Terminal World begins in Spearpoint, a city of thirty million people built on and around a gargantuan megastructure which thrusts up from the earth in the shape of a rapidly tapering cone, the inaccessible higher reaches extending into the upper atmosphere. The book’s world is divided into invisible “zones:” humans born in one cannot travel into another without medication lest they risk life-threatening illness, and certain zones render more complex technology useless. At Spearpoint, the zones are split into higher technology the higher one travels, and neighbourhoods are named after the level of development found there: so around the base of the cone is Horsetown, which ascends to Steamtown, then Neon Heights, then Circuit City, and finally the upper echelons of the Celestial Levels, populated by posthumans called “angels” implied to be living in a sort of nanotechnology paradise. The plot begins when a dead angel is found in Neon Heights, apparently having fallen from the upper levels, and is delivered to medical examiner Dr. Quillon.
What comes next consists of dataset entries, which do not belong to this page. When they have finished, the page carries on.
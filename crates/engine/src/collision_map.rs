//! Precomputed collision maps - single bitcheck instead of 4 cell lookups
//!
//! The map is a snapshot. It goes stale whenever the board changes and must be
//! rebuilt by the owner.

use stacker_core::{Board, Piece, Rotation};

pub const MAP_WIDTH: usize = Board::WIDTH + 2;

/// Per-piece collision lookup - [rot][x] -> u64 of blocked reference rows
#[derive(Clone, Debug, PartialEq, Eq)]
pub struct CollisionMap {
    map: [[u64; MAP_WIDTH]; 4],
}

impl CollisionMap {
    /// Build from a board snapshot via column shifts. Cells outside the side walls
    /// use a solid column; cells below the floor are caught by the shifted-in ones.
    pub fn new(board: &Board, piece: Piece) -> Self {
        let mut map = [[0u64; MAP_WIDTH]; 4];

        for rotation in Rotation::ALL {
            let cells = piece.cells(rotation);
            for (x, slot) in map[rotation.index()].iter_mut().enumerate() {
                let mut collision = 0u64;
                for &(bx, by) in cells {
                    let col = x
                        .checked_sub(bx as usize)
                        .filter(|&px| px < Board::WIDTH)
                        .map_or(!0u64, |px| board.column(px));
                    collision |= !(!col << by);
                }
                *slot = collision;
            }
        }

        Self { map }
    }

    /// O(1) collision check. Anything outside the precomputed range collides.
    #[inline(always)]
    pub fn test(&self, x: i8, y: i8, rotation: Rotation) -> bool {
        if x < 0 || y < 0 || x as usize >= MAP_WIDTH || y as usize >= Board::HEIGHT {
            return true;
        }
        self.map[rotation.index()][x as usize] & (1u64 << y) != 0
    }

    /// Raw collision column for a rotation and reference x.
    #[inline(always)]
    pub fn column(&self, rotation: Rotation, x: i8) -> u64 {
        if x < 0 || x as usize >= MAP_WIDTH {
            return !0u64;
        }
        self.map[rotation.index()][x as usize]
    }
}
As it turns out the angel isn’t quite dead after all, and delivers a cryptic message to Quillon which forces him to flee the city.
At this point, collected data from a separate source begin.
use std::collections::VecDeque;
use std::time::Instant;

use stacker_core::{Falling, Move, SpinType};
use stacker_engine::{Expander, Game, GameConfig};
use stacker_eval::evaluate;
use tracing::debug;

use crate::{SearchResult, SearchStats, TreeSearch};

pub(crate) struct Node {
    pub game: Game,
    pub depth: usize,
    pub lines_sent: u16,
    pub clears: Vec<SpinType>,
    pub first_move: Option<Move>,
}

pub(crate) struct Leaf {
    pub first_move: Move,
    pub game: Game,
    pub score: f32,
}

pub(crate) enum Child {
    Leaf(Leaf),
    Node(Node),
}

/// Keeps the first leaf with the highest score.
#[derive(Default)]
pub(crate) struct Best(pub Option<Leaf>);

impl Best {
    pub fn offer(&mut self, leaf: Leaf) {
        match &self.0 {
            Some(best) if best.score >= leaf.score => {}
            _ => self.0 = Some(leaf),
        }
    }
}

impl TreeSearch {
    pub(crate) fn root(&self, game: &Game) -> Option<Node> {
        if game.topped_out() {
            return None;
        }
        assert!(
            (1..=game.queue_remaining()).contains(&self.max_depth),
            "search depth {} needs that many preview pieces, {} left",
            self.max_depth,
            game.queue_remaining()
        );
        Some(Node {
            game: game.clone(),
            depth: 0,
            lines_sent: 0,
            clears: Vec::new(),
            first_move: None,
        })
    }

    /// Whether `node` may branch on hold without running out of preview.
    fn hold_allowed(&self, node: &Node) -> bool {
        let game = &node.game;
        match game.hold {
            Some(held) => held != game.piece.piece,
            None => game.queue_remaining() > self.max_depth - node.depth,
        }
    }

    /// Play every placement of `node` (and of its hold branch) once.
    pub(crate) fn expand_node(
        &self,
        node: &Node,
        config: &GameConfig,
        expander: &mut Expander,
        stats: &mut SearchStats,
        mut visit: impl FnMut(Child),
    ) {
        stats.nodes += 1;

        let mut variants = vec![(node.game.clone(), false)];
        if self.hold_allowed(node) {
            let mut held = node.game.clone();
            if held.hold() && !held.topped_out() {
                variants.push((held, true));
            }
        }

        let leaf_level = node.depth + 1 >= self.max_depth;
        for (mut game, held) in variants {
            let placements = expander.expand(&mut game, config).to_vec();
            for placement in placements {
                let mut child = game.clone();
                child.piece = Falling {
                    piece: placement.piece,
                    x: placement.x,
                    y: placement.y,
                    rotation: placement.rotation,
                };
                child.spin = placement.spin_type;
                let result = child.hard_drop(config);
                child.regen_collision_map();

                let lines_sent = node.lines_sent + result.sent;
                let mut clears = node.clears.clone();
                clears.extend(result.clear);
                let first_move = node.first_move.unwrap_or(if held {
                    placement.with_hold()
                } else {
                    placement
                });

                if leaf_level {
                    stats.leaves += 1;
                    let score = evaluate(&child, &self.weights, lines_sent, &clears);
                    visit(Child::Leaf(Leaf {
                        first_move,
                        game: child,
                        score,
                    }));
                } else if !child.topped_out() {
                    visit(Child::Node(Node {
                        game: child,
                        depth: node.depth + 1,
                        lines_sent,
                        clears,
                        first_move: Some(first_move),
                    }));
                }
            }
        }
    }

    /// Breadth-first walk below `start`, returning the first best leaf.
    pub(crate) fn run(
        &self,
        start: Node,
        config: &GameConfig,
        expander: &mut Expander,
        stats: &mut SearchStats,
    ) -> Option<Leaf> {
        let mut best = Best::default();
        let mut queue = VecDeque::from([start]);
        while let Some(node) = queue.pop_front() {
            self.expand_node(&node, config, expander, stats, |child| match child {
                Child::Leaf(leaf) => best.offer(leaf),
                Child::Node(next) => queue.push_back(next),
            });
        }
        best.0
    }

    /// Best first move for `game`, or `None` when it is topped out or
    /// nothing can be placed. Panics when `max_depth` is zero or exceeds the
    /// remaining preview.
    pub fn search(&self, game: &Game, config: &GameConfig) -> Option<SearchResult> {
        let started = Instant::now();
        let root = self.root(game)?;
        let mut stats = SearchStats::default();
        let best = self.run(root, config, &mut Expander::new(), &mut stats);
        finish(best, stats, started)
    }
}

pub(crate) fn finish(best: Option<Leaf>, stats: SearchStats, started: Instant) -> Option<SearchResult> {
    debug!(
        nodes = stats.nodes,
        leaves = stats.leaves,
        score = best.as_ref().map(|leaf| leaf.score),
        elapsed_ms = started.elapsed().as_millis() as u64,
        "search finished"
    );
    best.map(|leaf| SearchResult {
        first_move: leaf.first_move,
        game: leaf.game,
        score: leaf.score,
        nodes: stats.nodes,
        leaves: stats.leaves,
    })
}

#[cfg(test)]
mod tests {
    use super::*;
    use stacker_core::{Board, Piece, Rotation};
    use stacker_engine::PREVIEW;
    use stacker_eval::Weights;

    fn game(piece: Piece, board: Board) -> Game {
        Game::new(piece, [Piece::T; PREVIEW]).with_board(board)
    }

    #[test]
    fn test_topped_out_root_has_no_result() {
        let mut board = Board::new();
        for y in 0..Board::HEIGHT {
            board.set(4, y);
        }
        let search = TreeSearch::default();
        assert!(search.search(&game(Piece::T, board), &GameConfig::default()).is_none());
    }

    #[test]
    fn test_depth_one_scores_every_placement() {
        let search = TreeSearch::new(1, Weights::handtuned());
        let result = search
            .search(&game(Piece::O, Board::new()), &GameConfig::default())
            .expect("empty board has moves");
        assert_eq!(result.nodes, 1);
        // O placements plus T placements after holding
        assert_eq!(result.leaves, 9 + 34);
    }

    #[test]
    fn test_result_matches_best_single_placement() {
        let config = GameConfig::default();
        let search = TreeSearch::new(1, Weights::handtuned());
        let start = game(Piece::I, Board::new());
        let result = search.search(&start, &config).expect("moves");

        let mut held = start.clone();
        held.hold();

        let mut best = f32::NEG_INFINITY;
        for mut variant in [start.clone(), held] {
            for m in Expander::new().expand(&mut variant, &config).to_vec() {
                let mut child = variant.clone();
                child.piece = Falling {
                    piece: m.piece,
                    x: m.x,
                    y: m.y,
                    rotation: m.rotation,
                };
                child.spin = m.spin_type;
                let r = child.hard_drop(&config);
                child.regen_collision_map();
                let clears: Vec<SpinType> = r.clear.into_iter().collect();
                best = best.max(evaluate(&child, &search.weights, r.sent, &clears));
            }
        }
        assert!((result.score - best).abs() < 0.0001);
    }

    #[test]
    fn test_first_move_is_fixed_from_root() {
        let search = TreeSearch::new(2, Weights::handtuned());
        let start = game(Piece::L, Board::new());
        let result = search.search(&start, &GameConfig::default()).expect("moves");
        let expected_piece = if result.first_move.hold_used {
            Piece::T
        } else {
            Piece::L
        };
        assert_eq!(result.first_move.piece, expected_piece);
        assert!(result.game.queue_ptr >= 2);
    }

    #[test]
    fn test_first_best_leaf_wins_ties() {
        let mut best = Best::default();
        let g = game(Piece::T, Board::new());
        let first = Move::new(Piece::T, Rotation::North, 3, 1);
        let second = Move::new(Piece::T, Rotation::North, 4, 1);
        best.offer(Leaf {
            first_move: first,
            game: g.clone(),
            score: 1.0,
        });
        best.offer(Leaf {
            first_move: second,
            game: g,
            score: 1.0,
        });
        assert_eq!(best.0.map(|leaf| leaf.first_move), Some(first));
    }

    #[test]
    #[should_panic]
    fn test_depth_beyond_preview_panics() {
        let search = TreeSearch::new(PREVIEW + 1, Weights::handtuned());
        search.search(&game(Piece::T, Board::new()), &GameConfig::default());
    }
}
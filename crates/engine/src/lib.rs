//! stacker-engine - game rules, placement expansion and key finding.
//!
//! Provides SRS/SRS+ rotation with kicks, spin detection, attack and garbage
//! settlement, the seeded bag randomizer and the placement expander.

pub mod attack;
pub mod b2b;
pub mod bag;
pub mod collision;
pub mod collision_map;
pub mod combo;
pub mod config;
pub mod game;
pub mod garbage;
pub mod keyfinder;
pub mod kicks;
pub mod move_list;
pub mod movegen;
pub mod movement;
pub mod rng;
mod spin;

pub use attack::damage_calc;
pub use b2b::{b2b_bonus, ChargingConfig};
pub use bag::{Bag, PieceQueue, QueueError, PREVIEW};
pub use collision::{can_place, collides};
pub use collision_map::CollisionMap;
pub use combo::{apply_combo, COMBO_BONUS};
pub use config::{ComboTable, ConfigError, GameConfig, SpinRule};
pub use game::{Game, HardDropResult};
pub use garbage::GarbageEntry;
pub use keyfinder::{find_keys, KeySequence};
pub use kicks::{get_kicks, KickTable};
pub use move_list::MoveList;
pub use movegen::Expander;
pub use movement::{apply_key, PieceControl, RotationResult};
pub use rng::Rng;
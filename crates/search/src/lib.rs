//! Stacker search crate - depth-limited tree search over placements.

mod parallel;
mod tree;

use stacker_core::Move;
use stacker_engine::Game;
use stacker_eval::Weights;

/// Breadth-first search over placement sequences, branching on hold.
#[derive(Clone, Debug)]
pub struct TreeSearch {
    /// Placements per branch, root placement included.
    pub max_depth: usize,
    pub weights: Weights,
}

impl TreeSearch {
    pub fn new(max_depth: usize, weights: Weights) -> Self {
        Self { max_depth, weights }
    }
}

impl Default for TreeSearch {
    fn default() -> Self {
        Self::new(2, Weights::handtuned())
    }
}

/// Best leaf found by a search.
#[derive(Clone, Debug)]
pub struct SearchResult {
    /// Placement to play now. `hold_used` means hold first, then place.
    pub first_move: Move,
    /// State reached at the best leaf.
    pub game: Game,
    pub score: f32,
    /// Search nodes expanded.
    pub nodes: usize,
    /// Leaves scored.
    pub leaves: usize,
}

#[derive(Clone, Copy, Debug, Default, PartialEq, Eq)]
pub(crate) struct SearchStats {
    pub nodes: usize,
    pub leaves: usize,
}

impl std::ops::AddAssign for SearchStats {
    fn add_assign(&mut self, other: Self) {
        self.nodes += other.nodes;
        self.leaves += other.leaves;
    }
}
It’s the kind of strange high concept stuff – with Reynolds throwing the reader straight in the deep end – which would have confused and irritated me as a kid, but which I love to read these days, even if it falls apart if you think about it for more than five minutes. (It’s never really explained how thirty million people in the only city in the world get fed when the rest of the planet is a lawless wasteland, but who cares?) Reynolds has a great visual sense of place, and the early chapters in particular reminded me of the 1998 film Dark City: Quillon fleeing his pursuers through a bizarre, noirish amalgam of different eras, through late-night diners and laundromats and train stations and bathhouses. But events soon lead away from Spearpoint entirely, and indeed most of the book takes place out in the wider world, which is no less creative and fascinating. Like most of Reynolds’ works, Terminal World slots very firmly into the category of a sci-fi mystery, as Quillon attempts first to merely survive in the hostile world beyond Spearpoint, but then to determine exactly what Spearpoint is, or was, and the mystery of why his world is divided into “zones” in the first place. (The world is not ours, but nor is it fictional, and after it becomes clear that we’re talking about a post-terraformed Mars millenia in the future, part of the fun is picking up all the other clues, like the occasional curse phrase “fear and panic.”)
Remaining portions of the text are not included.